Rössner P, Cerná M, Lepsi P, Pohlová H
Mutat Res. 1987 Mar;190(3):183-6. doi: 10.1016/0165-7992(87)90026-1.
The chromosome-breaking activity of four 1-(phenyl)-3,3-dimethyltriazenes was tested in vitro on human peripheral blood lymphocytes using S9 mix as a metabolic activation system. 1-(4-Nitrophenyl)-3,3-dimethyltriazene was the most active compound. The difference in the frequency of chromosomal aberrations in a test with and without metabolic activation was significant at the 1% level of significance. The lowest frequency of chromosomal aberrations was induced by 1-(4-methylphenyl)-3,3-dimethyltriazene which, under the conditions of this experiment, is the least stable and probably rapidly degraded to non-active compounds. The chromosomal aberrations were also induced by 1-(4-chlorophenyl)-3,3-dimethyltriazene and 1-(4-bromophenyl)-3,3-dimethyltriazene, this activity was unrelated to metabolic activation.

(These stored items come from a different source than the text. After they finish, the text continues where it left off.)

//! HTTP adapter for the completion provider port.
//!
//! Talks to any OpenAI-compatible `/chat/completions` endpoint. The default
//! target is the local g4f API server, which aggregates free-tier providers
//! behind that interface.

#![deny(unsafe_code)]
#![deny(unused_crate_dependencies)]

#[cfg(test)]
use axum as _;
#[cfg(test)]
use tokio as _;

pub mod client;
pub mod wire;

pub use client::{DEFAULT_UPSTREAM_BASE_URL, OpenAiCompatProvider, UpstreamConfig};
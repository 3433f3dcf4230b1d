//! Heuristic check for code-like text.
//!
//! The gateway only accepts completions that look like source code. The
//! check is a coarse substring match; false positives (prose with a
//! semicolon) are accepted.

use std::sync::LazyLock;

use regex::RegexSet;

/// Signals that mark a reply as code: function and class definitions,
/// braces, semicolons, imports.
const CODE_PATTERNS: &[&str] = &[r"def ", r"\{", r"\}", r";", r"class ", r"import ", r"function "];

static CODE_SIGNALS: LazyLock<RegexSet> =
    LazyLock::new(|| RegexSet::new(CODE_PATTERNS).expect("code patterns are valid regexes"));

/// Returns true if `content` contains at least one code signal.
#[must_use]
pub fn is_code(content: &str) -> bool {
    CODE_SIGNALS.is_match(content)
}
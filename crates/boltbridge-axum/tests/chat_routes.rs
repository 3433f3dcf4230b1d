//! Integration tests for `POST /api/chat`.

mod common;

use std::time::Duration;

use axum::http::StatusCode;
use boltbridge_axum::ServerConfig;
use boltbridge_core::{CompletionError, CompletionReply, RetryPolicy, StructuredReply};
use serde_json::json;

use common::{
    StubProvider, TEST_API_KEY, chat_request, envelope_parts, router_with, send, test_config,
    test_router,
};

#[tokio::test]
async fn code_reply_is_accepted_on_first_attempt() {
    let provider = StubProvider::always(Ok("def foo(): pass".into()));
    let router = test_router(provider.clone());

    let (status, body) = send(
        router,
        chat_request(r#"{"input": "write a loop"}"#, Some(TEST_API_KEY)),
    )
    .await;

    assert_eq!(status, StatusCode::OK);
    assert_eq!(
        body,
        json!({
            "status": "success",
            "data": {"messages": [{"role": "assistant", "content": "def foo(): pass"}]}
        })
    );
    assert_eq!(provider.calls(), 1);
    assert_eq!(provider.inputs(), vec!["write a loop".to_string()]);
}

#[tokio::test]
async fn structured_reply_content_is_returned() {
    let reply: StructuredReply = serde_json::from_value(json!({
        "choices": [{"message": {"role": "assistant", "content": "const x = 1;"}}]
    }))
    .unwrap();
    let provider = StubProvider::always(Ok(CompletionReply::Structured(reply)));

    let (status, body) = send(
        test_router(provider),
        chat_request(r#"{"input": "js please"}"#, Some(TEST_API_KEY)),
    )
    .await;

    assert_eq!(status, StatusCode::OK);
    assert_eq!(envelope_parts(&body), ("success", "const x = 1;"));
}

#[tokio::test]
async fn prose_every_time_exhausts_with_fixed_message() {
    let provider = StubProvider::always(Ok("just plain prose.".into()));

    let (status, body) = send(
        test_router(provider.clone()),
        chat_request(r#"{"input": "hello"}"#, Some(TEST_API_KEY)),
    )
    .await;

    assert_eq!(status, StatusCode::INTERNAL_SERVER_ERROR);
    assert_eq!(
        envelope_parts(&body),
        (
            "error",
            "Failed to generate a code response after multiple attempts."
        )
    );
    assert_eq!(provider.calls(), 10);
}

#[tokio::test]
async fn upstream_errors_surface_last_error_text() {
    let mut script: Vec<common::Scripted> = (0..9)
        .map(|_| Err(CompletionError::Transport("early failure".into())))
        .collect();
    script.push(Err(CompletionError::UpstreamStatus {
        status: 502,
        body: "no provider available".into(),
    }));
    let provider = StubProvider::new(script, Ok("unused;".into()));

    let (status, body) = send(
        test_router(provider.clone()),
        chat_request(r#"{"input": "x"}"#, Some(TEST_API_KEY)),
    )
    .await;

    assert_eq!(status, StatusCode::INTERNAL_SERVER_ERROR);
    let (flag, content) = envelope_parts(&body);
    assert_eq!(flag, "error");
    assert!(content.starts_with("Error: "), "got: {content}");
    assert!(content.contains("no provider available"), "got: {content}");
    assert_eq!(provider.calls(), 10);
}

#[tokio::test]
async fn failure_markers_are_retried() {
    let provider = StubProvider::new(
        vec![
            Ok("Model not found".into()),
            Ok("Error: too long input;".into()),
        ],
        Ok("import sys".into()),
    );

    let (status, body) = send(
        test_router(provider.clone()),
        chat_request(r#"{"input": "x"}"#, Some(TEST_API_KEY)),
    )
    .await;

    assert_eq!(status, StatusCode::OK);
    assert_eq!(envelope_parts(&body), ("success", "import sys"));
    assert_eq!(provider.calls(), 3);
}

#[tokio::test]
async fn empty_input_is_rejected_without_calling_upstream() {
    let provider = StubProvider::always(Ok("x;".into()));

    let (status, body) = send(
        test_router(provider.clone()),
        chat_request(r#"{"input": ""}"#, Some(TEST_API_KEY)),
    )
    .await;

    assert_eq!(status, StatusCode::BAD_REQUEST);
    assert_eq!(
        body,
        json!({
            "status": "error",
            "data": {"messages": [{"role": "assistant", "content": "No input provided"}]}
        })
    );
    assert_eq!(provider.calls(), 0);
}

#[tokio::test]
async fn unparseable_body_is_invalid_payload() {
    for raw in ["", "{not json", "{}", "[1]"] {
        let provider = StubProvider::always(Ok("x;".into()));

        let (status, body) = send(
            test_router(provider.clone()),
            chat_request(raw, Some(TEST_API_KEY)),
        )
        .await;

        assert_eq!(status, StatusCode::BAD_REQUEST, "body {raw:?}");
        assert_eq!(envelope_parts(&body), ("error", "Invalid request payload"));
        assert_eq!(provider.calls(), 0);
    }
}

#[tokio::test]
async fn configured_attempt_budget_is_respected() {
    let config: ServerConfig =
        test_config().with_retry(RetryPolicy::new(3, Duration::ZERO));
    let provider = StubProvider::always(Ok("no code here".into()));

    let (status, _) = send(
        router_with(&config, provider.clone()),
        chat_request(r#"{"input": "x"}"#, Some(TEST_API_KEY)),
    )
    .await;

    assert_eq!(status, StatusCode::INTERNAL_SERVER_ERROR);
    assert_eq!(provider.calls(), 3);
}

#[tokio::test(start_paused = true)]
async fn default_policy_waits_three_seconds_between_attempts() {
    let config = test_config().with_retry(RetryPolicy::default());
    let provider = StubProvider::new(vec![Ok("prose".into()), Ok("prose".into())], Ok("x;".into()));
    let start = tokio::time::Instant::now();

    let (status, _) = send(
        router_with(&config, provider.clone()),
        chat_request(r#"{"input": "x"}"#, Some(TEST_API_KEY)),
    )
    .await;

    let waited = start.elapsed();
    assert_eq!(status, StatusCode::OK);
    assert_eq!(provider.calls(), 3);
    assert!(
        waited >= Duration::from_secs(6) && waited < Duration::from_secs(7),
        "waited {waited:?}"
    );
}

#[tokio::test]
async fn multi_megabyte_input_is_forwarded() {
    let input = "a".repeat(3 * 1024 * 1024);
    let provider = StubProvider::always(Ok("def foo(): pass".into()));

    let (status, body) = send(
        test_router(provider.clone()),
        chat_request(&format!(r#"{{"input": "{input}"}}"#), Some(TEST_API_KEY)),
    )
    .await;

    assert_eq!(status, StatusCode::OK);
    assert_eq!(envelope_parts(&body), ("success", "def foo(): pass"));
    assert_eq!(provider.calls(), 1);
    assert_eq!(provider.inputs()[0].len(), input.len());
}

#[tokio::test]
async fn get_on_chat_is_method_not_allowed_envelope() {
    let provider = StubProvider::always(Ok("x;".into()));

    let (status, body) = send(
        test_router(provider.clone()),
        common::get_request("/api/chat", Some(TEST_API_KEY)),
    )
    .await;

    assert_eq!(status, StatusCode::METHOD_NOT_ALLOWED);
    assert_eq!(envelope_parts(&body), ("error", "Method not allowed"));
    assert_eq!(provider.calls(), 0);
}
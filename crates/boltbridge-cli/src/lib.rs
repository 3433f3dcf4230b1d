//! Command-line front for the boltbridge gateway.
//!
//! Settings come from flags, the environment, or a `.env` file in that order
//! of precedence.

#![deny(unsafe_code)]
#![deny(unused_crate_dependencies)]

// Used by main.rs binary
use anyhow as _;
use dotenvy as _;
use tokio as _;
use tracing as _;
use tracing_subscriber as _;

pub mod error;
pub mod parser;

pub use error::CliError;
pub use parser::Cli;
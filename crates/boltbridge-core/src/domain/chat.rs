//! Chat message types shared by the envelope and the completion port.

use serde::{Deserialize, Serialize};

/// The role of a message sender.
#[derive(Debug, Clone, Copy, PartialEq, Eq, Serialize, Deserialize)]
#[serde(rename_all = "lowercase")]
pub enum MessageRole {
    System,
    User,
    Assistant,
}

impl MessageRole {
    /// Convert role to string representation.
    #[must_use]
    pub const fn as_str(&self) -> &'static str {
        match self {
            Self::System => "system",
            Self::User => "user",
            Self::Assistant => "assistant",
        }
    }
}

/// A single turn sent to the completion provider.
#[derive(Debug, Clone, PartialEq, Eq, Serialize, Deserialize)]
pub struct ChatMessage {
    pub role: MessageRole,
    pub content: String,
}

impl ChatMessage {
    /// A message authored by the end user.
    pub fn user(content: impl Into<String>) -> Self {
        Self {
            role: MessageRole::User,
            content: content.into(),
        }
    }
}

使用S9混合物作为代谢活化系统,在体外对人外周血淋巴细胞测试了四种1 -(苯基)-3,3 -二甲基三氮烯的染色体断裂活性。1 -(4 -硝基苯基)-3,3 -二甲基三氮烯是活性最高的化合物。在有和没有代谢活化的测试中,染色体畸变频率的差异在1%的显著性水平上具有统计学意义。1 -(4 -甲基苯基)-3,3 -二甲基三氮烯诱导的染色体畸变频率最低,在本实验条件下,它最不稳定,可能会迅速降解为无活性的化合物。1 -(4 -氯苯基)-3,3 -二甲基三氮烯和1 -(4 -溴苯基)-3,3 -二甲基三氮烯也能诱导染色体畸变,这种活性与代谢活化无关。